Complicated case of infected graft following endovascular treatment of internal iliac artery aneurysm – explantation and autologous reconstruction using deep femoral vein

B Dorweiler 1, F Dünschede 1, R Chaban 1, T Friess 1, C Düber 2, CF Vahl 1
  • 1Universitätsmedizin Mainz, Klinik für Herz-, Thorax- und Gefäßchirurgie, Mainz, Germany
  • 2Klinik für Radiologie, Mainz, Germany

Objective: Infection of endovascular grafts are rare with rates of 0.3 – 0.8% for EVAR and 1.4 – 4.8% for TEVAR. In the light of the constantly increasing absolute number of grafts being implanted and a reintervention rate of approx. 20%, a significant number of graft infections can be anticipated. Therapeutic options in that case rely on the established principles of septic vascular reconstruction, however, we propagate complete removal of prosthetic material and autologous reconstruction.

Methods: We present the case of a 69 year-old male with infected endovascular stentgraft oft he left iliac axis. The patient initially presented with a 45 mm aneurysm of the left internal iliac artery and was treated with coil-embolisation of the internal iliac artery and overstenting of the ostium of the internal iliac artery using a tapered (25 × 105 × 14 mm) graft with distal extension (16 × 80 × 16 mm). 8 months later, patient came back with recurrent episodes of fever and a retroperitoneal abscess with cutaneous fistulation. CT-Scan verified the suspicion of graft infection.

Results: Explantation of both stentgrafts and the occluder/coils was performed by transperitoneal access. Reconstruction of the left iliac axis was established by aortoiliac interposition vein graft using deep femoral vein (nonreversed, harvested from left leg). Microbiological analysis of the explanted graft confirmed presence of staph. Epi. The postoperative course was uneventful, the cutaneous fistulation stopped shortly after operation and patient was discharged home at day 15. CT-Scan after 12 months confirmed open vein graft without residual abscess. Clinically, patient was well without signs for infection.

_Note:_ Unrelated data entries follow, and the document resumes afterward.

use itertools::Itertools;

/// One worker's slice of the request sequence, in input order
#[derive(Debug, PartialEq, Eq)]
pub struct Batch<R> {
  pub index: usize,
  pub items: Vec<R>,
}

impl<R> Batch<R> {
  fn new(index: usize) -> Self {
    Batch {
      index,
      items: vec![],
    }
  }

  pub fn len(&self) -> usize {
    self.items.len()
  }

  pub fn is_empty(&self) -> bool {
    self.items.is_empty()
  }
}

/// Round-robin partition: item `i` lands in batch `i % buckets`. Yields `buckets` batches, trailing
/// ones possibly empty, with sizes differing by at most one. Zero buckets hold nothing, so no batch
/// is
/// returned and the items are dropped
pub fn partition<R>(items: Vec<R>, buckets: usize) -> Vec<Batch<R>> {
  if buckets.eq(&0) {
    return vec![];
  }

  let mut batches = (0..buckets).map(Batch::new).collect_vec();
  let capacity = items.len() / buckets + 1;

  batches
    .iter_mut()
    .for_each(|batch| batch.items.reserve_exact(capacity));

  for (i, item) in items.into_iter().enumerate() {
    batches[i % buckets].items.push(item);
  }

  batches
}

/// Batches that actually carry work
pub(crate) fn occupied<R>(batches: Vec<Batch<R>>) -> impl Iterator<Item = Batch<R>> {
  batches.into_iter().filter(|batch| !batch.is_empty())
}

/// Number of `chunk_size`-bounded groups needed for `len` items
pub fn bucket_count(len: usize, chunk_size: usize) -> usize {
  len / chunk_size + usize::from(len % chunk_size > 0)
}
//! Requester-side tooling for crowdsourcing marketplaces: post tasks, collect and approve work,
//! manage workers, and keep a record of every run.
//!
//! Calls against the marketplace fan out over `client.n_threads` workers, each holding its own
//! [`MarketplaceClient`] session. Individual call failures are logged and handed back in the
//! returned report rather than aborting the batch.
//!
//! ```rust,ignore
//! let config = Config::from_env(&[Override::new(vec!["client", "n_threads"], 4u64)])?;
//! let log_path = logging::init(&config)?;
//!
//! let requester = Requester::new(marketplace, config);
//! let estimate = requester.estimate_cost(questions.len())?;
//!
//! if estimate.is_affordable() {
//!   let created = requester.create_tasks(questions)?;
//!   let archive = Archive::new(requester.config());
//!
//!   if let Some(path) = archive.write_result(Operation::CreateTask, &created.responses)? {
//!     archive.upload(&object_store, &path)?;
//!     archive.upload(&object_store, &log_path)?;
//!   }
//! }
//! ```

pub mod archive;
pub mod call;
pub mod config;
pub mod cost;
mod error;
pub mod logging;
pub mod marketplace;
pub mod model;
mod requester;
pub mod results;
pub mod storage;
#[cfg(test)]
mod testing;

pub use archive::Archive;
pub use call::{Operation, RemoteCall};
pub use config::{Config, Override};
pub use cost::CostEstimate;
pub use error::{ArchiveError, ConfigError, RemoteError, RequesterError, ResultsError};
pub use marketplace::{Marketplace, MarketplaceClient};
pub use requester::{CallReport, DeletionReport, Requester, MAX_WORKERS_PER_NOTICE};
pub use results::{extract_responses, ExtractedResults};
pub use storage::{ObjectLocation, ObjectStore, ObjectStoreClient};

Conclusion: Although the rate of infection in EVAR/TEVAR is low, a considerable number of endovascular graft infections must be anticipated given the constantly increasing number of grafts being implanted and the reintervention-rate. The principle of complete graft explantation combined with autologous reconstruction using deep femoral vein represents a durable treatment option for those patients.